Your task: What is the number of lines in the data that contain "TradeSignal"? Respond with nothing else.

(Stored items)
* * * * * * * * *
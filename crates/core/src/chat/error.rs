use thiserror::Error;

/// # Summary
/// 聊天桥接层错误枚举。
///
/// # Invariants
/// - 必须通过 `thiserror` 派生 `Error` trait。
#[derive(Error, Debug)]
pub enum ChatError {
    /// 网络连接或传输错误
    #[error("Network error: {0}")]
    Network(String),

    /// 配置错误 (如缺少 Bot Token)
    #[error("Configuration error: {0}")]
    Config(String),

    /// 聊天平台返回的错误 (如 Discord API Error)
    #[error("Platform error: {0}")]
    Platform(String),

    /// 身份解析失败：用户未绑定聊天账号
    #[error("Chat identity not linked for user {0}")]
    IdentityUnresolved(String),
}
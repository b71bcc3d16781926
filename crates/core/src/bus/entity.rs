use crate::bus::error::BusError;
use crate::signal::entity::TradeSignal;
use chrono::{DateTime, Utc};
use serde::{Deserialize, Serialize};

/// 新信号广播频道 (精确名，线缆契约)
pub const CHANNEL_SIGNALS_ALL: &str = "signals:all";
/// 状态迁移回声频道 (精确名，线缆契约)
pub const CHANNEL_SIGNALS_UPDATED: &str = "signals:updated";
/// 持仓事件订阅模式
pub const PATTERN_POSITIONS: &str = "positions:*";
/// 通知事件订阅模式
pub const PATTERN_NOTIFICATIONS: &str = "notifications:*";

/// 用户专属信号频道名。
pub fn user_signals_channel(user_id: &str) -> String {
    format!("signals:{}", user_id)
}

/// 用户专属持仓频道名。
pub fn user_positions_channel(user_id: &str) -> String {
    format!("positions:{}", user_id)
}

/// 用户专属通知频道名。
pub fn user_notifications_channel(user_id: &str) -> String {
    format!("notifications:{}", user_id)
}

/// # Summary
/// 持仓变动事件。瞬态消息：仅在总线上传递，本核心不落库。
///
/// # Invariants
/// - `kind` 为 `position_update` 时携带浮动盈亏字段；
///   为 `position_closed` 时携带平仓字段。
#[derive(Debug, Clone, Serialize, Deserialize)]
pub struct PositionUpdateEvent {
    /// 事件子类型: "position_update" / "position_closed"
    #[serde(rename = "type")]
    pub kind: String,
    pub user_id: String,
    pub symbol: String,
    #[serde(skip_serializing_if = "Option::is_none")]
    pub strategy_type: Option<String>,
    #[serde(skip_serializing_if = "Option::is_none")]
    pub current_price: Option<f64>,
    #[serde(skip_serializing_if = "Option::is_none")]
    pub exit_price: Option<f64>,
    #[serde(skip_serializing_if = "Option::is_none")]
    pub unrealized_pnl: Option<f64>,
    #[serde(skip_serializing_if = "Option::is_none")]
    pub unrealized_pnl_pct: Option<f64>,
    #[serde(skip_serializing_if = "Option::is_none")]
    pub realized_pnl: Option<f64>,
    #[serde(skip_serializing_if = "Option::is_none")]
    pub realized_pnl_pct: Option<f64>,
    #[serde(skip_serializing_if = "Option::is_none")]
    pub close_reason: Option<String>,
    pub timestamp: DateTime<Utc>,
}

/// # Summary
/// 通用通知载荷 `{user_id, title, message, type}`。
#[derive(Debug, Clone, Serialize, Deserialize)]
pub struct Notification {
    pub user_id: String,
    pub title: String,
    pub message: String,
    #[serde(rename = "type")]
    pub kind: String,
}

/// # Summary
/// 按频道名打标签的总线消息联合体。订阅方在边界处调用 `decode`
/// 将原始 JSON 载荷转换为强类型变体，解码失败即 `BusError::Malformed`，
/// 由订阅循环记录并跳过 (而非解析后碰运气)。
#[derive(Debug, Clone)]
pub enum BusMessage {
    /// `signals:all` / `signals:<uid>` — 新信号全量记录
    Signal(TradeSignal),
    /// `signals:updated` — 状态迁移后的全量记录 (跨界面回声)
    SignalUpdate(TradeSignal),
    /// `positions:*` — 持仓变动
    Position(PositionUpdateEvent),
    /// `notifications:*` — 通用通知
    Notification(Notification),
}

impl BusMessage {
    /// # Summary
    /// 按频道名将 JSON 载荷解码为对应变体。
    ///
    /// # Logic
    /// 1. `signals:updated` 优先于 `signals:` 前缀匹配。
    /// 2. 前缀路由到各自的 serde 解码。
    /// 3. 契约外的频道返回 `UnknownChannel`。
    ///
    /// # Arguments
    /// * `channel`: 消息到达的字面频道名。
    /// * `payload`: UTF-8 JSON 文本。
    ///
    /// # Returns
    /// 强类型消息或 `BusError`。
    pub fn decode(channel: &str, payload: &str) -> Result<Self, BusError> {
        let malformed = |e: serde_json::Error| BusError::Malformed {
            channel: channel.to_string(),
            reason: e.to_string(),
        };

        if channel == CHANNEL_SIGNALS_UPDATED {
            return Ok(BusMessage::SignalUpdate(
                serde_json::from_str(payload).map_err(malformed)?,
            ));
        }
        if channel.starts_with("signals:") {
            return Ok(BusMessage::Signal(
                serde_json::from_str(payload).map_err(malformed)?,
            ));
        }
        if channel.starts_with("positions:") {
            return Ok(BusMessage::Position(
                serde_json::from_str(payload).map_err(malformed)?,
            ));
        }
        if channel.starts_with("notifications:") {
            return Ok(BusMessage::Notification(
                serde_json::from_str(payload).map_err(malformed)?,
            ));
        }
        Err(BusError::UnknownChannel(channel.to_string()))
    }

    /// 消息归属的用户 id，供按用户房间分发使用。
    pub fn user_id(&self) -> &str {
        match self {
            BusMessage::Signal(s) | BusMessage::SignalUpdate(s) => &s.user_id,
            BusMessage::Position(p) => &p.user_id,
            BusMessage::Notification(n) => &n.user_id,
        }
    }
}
* * * * * * * * *
Answer for this exercise: 3